Occorre farci benedire, non c’è altra alternativa. L’unico fulmine, di un intero inverno, che sia fuggevolmente transitato per l’entroterra campano, ce lo siamo beccati noi. E non in piazza, nei campi, su un qualche edificio particolarmente alto, nossignori: sempre lì, allo Stir, dove in una manciata di mesi s’erano già succeduti ben due incendi “accidentali” che avevano comportato il blocco o la sospensione della lavorazione dei rifiuti. E cumuli di monnezza inevasa, ovviamente.

Non c’è stabilimento più scalognato, insomma. Odiato e maledetto, pare, non solo da noi comuni mortali ma addirittura dalle forze della natura, secondo un diktat imposto direttamente da entità ultraterrene: quella tritovagliatura non s’ha da fare, né domani né mai. Tant’è che a breve sarà resa pubblica la nuova estensione dell’acronimo Stir: non più “Stabilimento per la Tritovagliatura e l’Imballaggio dei Rifiuti” bensì “Sfigati Tentano Inutilmente la Riparazione”. Perché è così, che funziona: un qualunque evento naturale, di qualunque portata e origine, dall’eruzione di un vulcano al diluvio universale, passando per l’invasione delle cavallette e gli allineamenti dei pianeti, metti che si localizzi a Battipaglia non farà altro danno in nessun’altra zona se non allo Stir. E non nel parcheggio, sui cancelli, negli uffici, nel gabbiotto del guardiano: ma esattamente lì, in una qualche linea di produzione fondamentale per lo smaltimento quotidiano del lavoro.

Se in un condominio scoppia una tubatura, tre giorni di allagamento e poi tutto riparato. Se succede allo Stir, si arrugginirà sicuramente il bullone centrale del quadro di controllo della linea principale a capo di tutti i processi di lavorazione, dall’ingresso all’uscita dei rifiuti.

E stop, produzione bloccata a tempo indeterminato. Se un cane di passaggio minziona sotto casa mia, al massimo restano puzza e macchia per un paio di giorni. Se lo fa nei dintorni dello Stir, contaminerà di sicuro un tombino collegato con l’areatore che conduce a un filtro sovrastante la sala di comando centralizzata che gestisce il software di accensione e spegnimento di qualunque macchinario presente, passato o futuro.

Siamo alla prese con un impianto moderno ed efficiente, insomma, ma estremamente cagionevole. Uno stabilimento con le difese immunitarie basse, forse per un problema di tonsille da togliere.

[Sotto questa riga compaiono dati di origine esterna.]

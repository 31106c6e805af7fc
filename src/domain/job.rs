use std::path::PathBuf;

use chrono::{DateTime, Utc};

use super::{JobId, JobInput, JobStatus, OracleBackend};

#[derive(Debug, Clone)]
pub struct Job {
    pub id: JobId,
    pub sequence: u64,
    pub filename: String,
    pub backend: OracleBackend,
    pub status: JobStatus,
    pub progress: u8,
    pub input: Option<JobInput>,
    pub extracted_text: Option<String>,
    pub prompt: Option<String>,
    pub error_message: Option<String>,
    pub artifact_path: Option<PathBuf>,
    pub cancelled: bool,
    pub created_at: DateTime<Utc>,
    pub finished_at: Option<DateTime<Utc>>,
}

impl Job {
    pub fn new(sequence: u64, filename: String, backend: OracleBackend, input: JobInput) -> Self {
        Self {
            id: JobId::new(),
            sequence,
            filename,
            backend,
            status: JobStatus::Waiting,
            progress: 0,
            input: Some(input),
            extracted_text: None,
            prompt: None,
            error_message: None,
            artifact_path: None,
            cancelled: false,
            created_at: Utc::now(),
            finished_at: None,
        }
    }

    pub fn is_terminal(&self) -> bool {
        self.status.is_terminal()
    }

    pub fn elapsed_seconds(&self, now: DateTime<Utc>) -> i64 {
        let end = self.finished_at.unwrap_or(now);
        (end - self.created_at).num_seconds().max(0)
    }

    // Transition rules. Each returns whether the job changed; a terminal job
    // never changes.

    pub fn set_status(&mut self, status: JobStatus, progress: Option<u8>) -> bool {
        if self.is_terminal() || status.is_terminal() {
            return false;
        }
        self.status = status;
        if let Some(progress) = progress {
            self.advance_progress(progress);
        }
        true
    }

    pub fn set_progress(&mut self, progress: u8) -> bool {
        if self.is_terminal() {
            return false;
        }
        self.advance_progress(progress);
        true
    }

    pub fn set_details(&mut self, extracted_text: String, prompt: String) -> bool {
        if self.is_terminal() {
            return false;
        }
        self.extracted_text = Some(extracted_text);
        self.prompt = Some(prompt);
        true
    }

    pub fn fail(&mut self, message: String) -> bool {
        if self.is_terminal() {
            return false;
        }
        self.status = JobStatus::Error;
        self.error_message = Some(message);
        self.input = None;
        self.finished_at = Some(Utc::now());
        true
    }

    pub fn complete(&mut self, artifact_path: PathBuf) -> bool {
        if self.is_terminal() {
            return false;
        }
        self.status = JobStatus::Completed;
        self.progress = 100;
        self.artifact_path = Some(artifact_path);
        self.input = None;
        self.finished_at = Some(Utc::now());
        true
    }

    /// Parks the job until a password is supplied. The input is kept so the
    /// pipeline can be replayed.
    pub fn require_password(&mut self, message: String) -> bool {
        if self.is_terminal() {
            return false;
        }
        self.status = JobStatus::PasswordRequired;
        self.error_message = Some(message);
        true
    }

    pub fn reset_for_retry(&mut self) -> bool {
        if self.status != JobStatus::PasswordRequired || self.input.is_none() {
            return false;
        }
        self.status = JobStatus::Processing;
        self.progress = 0;
        self.error_message = None;
        self.extracted_text = None;
        self.prompt = None;
        true
    }

    pub fn cancel(&mut self) -> bool {
        if !self.status.is_cancellable() {
            return false;
        }
        self.status = JobStatus::Cancelled;
        self.cancelled = true;
        self.input = None;
        self.finished_at = Some(Utc::now());
        true
    }

    fn advance_progress(&mut self, progress: u8) {
        self.progress = self.progress.max(progress.min(100));
    }
}
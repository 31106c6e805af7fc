mod fs_reference_library;

pub use fs_reference_library::FsReferenceLibrary;
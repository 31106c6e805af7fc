mod xlsx_renderer;

pub use xlsx_renderer::XlsxRenderer;
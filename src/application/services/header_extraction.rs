use serde_json::Value;

use crate::application::ports::{ExtractionOracle, OracleError};
use crate::domain::DocumentHeader;

use super::item_parsing::{json_payload, parse_header};
use super::prompts::{HEADER_SYSTEM_PROMPT, header_prompt};

/// One oracle call for the document-level fields of a segmented document.
pub async fn extract_header(
    oracle: &dyn ExtractionOracle,
    text: &str,
) -> Result<DocumentHeader, OracleError> {
    let content = oracle.chat(HEADER_SYSTEM_PROMPT, &header_prompt(text)).await?;
    let value: Value = serde_json::from_str(json_payload(&content))
        .map_err(|e| OracleError::InvalidResponse(format!("header: {e}")))?;

    if !value.is_object() {
        return Err(OracleError::InvalidResponse(
            "header: expected a JSON object".to_string(),
        ));
    }
    Ok(parse_header(&value))
}
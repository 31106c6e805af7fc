use crate::domain::ExtractionResult;

/// Renders records into spreadsheet bytes. CPU-bound; callers dispatch it to
/// the worker pool.
pub trait ArtifactRenderer: Send + Sync {
    fn render(&self, result: &ExtractionResult) -> Result<Vec<u8>, ArtifactError>;
}

#[derive(Debug, thiserror::Error)]
pub enum ArtifactError {
    #[error("render failed: {0}")]
    RenderFailed(String),
    #[error("io: {0}")]
    Io(#[from] std::io::Error),
}
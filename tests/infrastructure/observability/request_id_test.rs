use invoice_extractor::infrastructure::observability::{REQUEST_ID_HEADER, RequestId};

#[test]
fn given_request_id_header_constant_when_accessed_then_returns_correct_value() {
    assert_eq!(REQUEST_ID_HEADER, "x-request-id");
}

#[test]
fn given_request_id_when_cloned_then_equals_original() {
    let original = RequestId("abc".to_string());
    let cloned = original.clone();
    assert_eq!(original.0, cloned.0);
}
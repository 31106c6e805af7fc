use std::collections::{HashMap, VecDeque};
use std::sync::{Arc, Mutex, PoisonError};

use async_trait::async_trait;
use tokio::sync::Notify;

use crate::application::ports::{ExtractionOracle, OracleError, OracleResolver};
use crate::domain::OracleBackend;

type Script = VecDeque<Result<String, OracleError>>;

/// Pauses calls for one system prompt until the test releases them.
#[derive(Default)]
pub struct OracleGate {
    pub entered: Notify,
    pub release: Notify,
}

/// Scripted oracle keyed by system prompt. Queued answers are consumed in
/// order; the last one repeats.
#[derive(Default)]
pub struct MockOracle {
    scripts: Mutex<HashMap<String, Script>>,
    gates: Mutex<HashMap<String, Arc<OracleGate>>>,
    calls: Mutex<Vec<(String, String)>>,
}

impl MockOracle {
    pub fn new() -> Self {
        Self::default()
    }

    pub fn respond(self, system_prompt: &str, content: impl Into<String>) -> Self {
        self.push(system_prompt, Ok(content.into()));
        self
    }

    pub fn fail(self, system_prompt: &str, error: OracleError) -> Self {
        self.push(system_prompt, Err(error));
        self
    }

    pub fn gate(&self, system_prompt: &str) -> Arc<OracleGate> {
        let gate = Arc::new(OracleGate::default());
        self.gates
            .lock()
            .unwrap_or_else(PoisonError::into_inner)
            .insert(system_prompt.to_string(), Arc::clone(&gate));
        gate
    }

    pub fn calls(&self) -> Vec<(String, String)> {
        self.calls
            .lock()
            .unwrap_or_else(PoisonError::into_inner)
            .clone()
    }

    pub fn call_count(&self, system_prompt: &str) -> usize {
        self.calls()
            .iter()
            .filter(|(system, _)| system == system_prompt)
            .count()
    }

    fn push(&self, system_prompt: &str, answer: Result<String, OracleError>) {
        self.scripts
            .lock()
            .unwrap_or_else(PoisonError::into_inner)
            .entry(system_prompt.to_string())
            .or_default()
            .push_back(answer);
    }

    fn next_answer(&self, system_prompt: &str) -> Result<String, OracleError> {
        let mut scripts = self.scripts.lock().unwrap_or_else(PoisonError::into_inner);
        let Some(script) = scripts.get_mut(system_prompt) else {
            return Err(OracleError::InvalidResponse(format!(
                "no scripted answer for system prompt {system_prompt:?}"
            )));
        };
        match script.len() {
            0 => Err(OracleError::EmptyResponse("mock".to_string())),
            1 => script[0].clone(),
            _ => script
                .pop_front()
                .unwrap_or_else(|| Err(OracleError::EmptyResponse("mock".to_string()))),
        }
    }
}

#[async_trait]
impl ExtractionOracle for MockOracle {
    async fn chat(&self, system_prompt: &str, user_prompt: &str) -> Result<String, OracleError> {
        self.calls
            .lock()
            .unwrap_or_else(PoisonError::into_inner)
            .push((system_prompt.to_string(), user_prompt.to_string()));

        let gate = self
            .gates
            .lock()
            .unwrap_or_else(PoisonError::into_inner)
            .get(system_prompt)
            .cloned();
        if let Some(gate) = gate {
            gate.entered.notify_one();
            gate.release.notified().await;
        }

        self.next_answer(system_prompt)
    }
}

/// Resolves every provider to the same oracle.
pub struct MockOracleResolver {
    oracle: Arc<dyn ExtractionOracle>,
}

impl MockOracleResolver {
    pub fn new(oracle: Arc<dyn ExtractionOracle>) -> Self {
        Self { oracle }
    }
}

impl OracleResolver for MockOracleResolver {
    fn backend(&self, provider: &str) -> OracleBackend {
        OracleBackend::new(provider, "mock")
    }

    fn resolve(&self, _provider: &str) -> Result<Arc<dyn ExtractionOracle>, OracleError> {
        Ok(Arc::clone(&self.oracle))
    }
}
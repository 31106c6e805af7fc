pub mod artifacts;
pub mod llm;
pub mod observability;
pub mod persistence;
pub mod reference;
pub mod text_processing;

Oppure andrebbe vaccinato periodicamente, come si fa con le influenze di stagione: tie’ una dose contro le frane, un’altra che ti ricoveri dai nubifragi, questa qua per le alitosi eccessive dei dipendenti.

La sera, per dire, prima di terminare il turno e andarsene tutti a casa serenamente, andrebbe coperto con un buon plaid di cachemire e imbeccato di camomilla calda. I macchinari, anziché tenerli a regime per ventiquattr’ore filate, ogni sei-otto ore andrebbero addormentati con una favoletta tranquillizzante, tipo L’ecoballa addormentata nel bosco, Avanzel e Gretel, Cassonetto Rosso.

Perché, ricordiamocelo, quando lo Stir si ferma ci sono solo due soluzioni: o i rifiuti s’innalzano per le strade fino a sfidare la piramide di Keope, o devono balzare sui tir e camminare per altrove. E il cammino, per qualunque destinazione, costa tempo e nafta. E tempo e nafta vanno adeguatamente remunerati, unitamente a un certo sovrapprezzo per il fastidio arrecato.

Per cui: mi raccomando la prevenzione. Soprattutto perché da qui a un mese tornerà la primavera, e defecazioni improvvise di rondini potrebbero essere letali per la linea elettrica.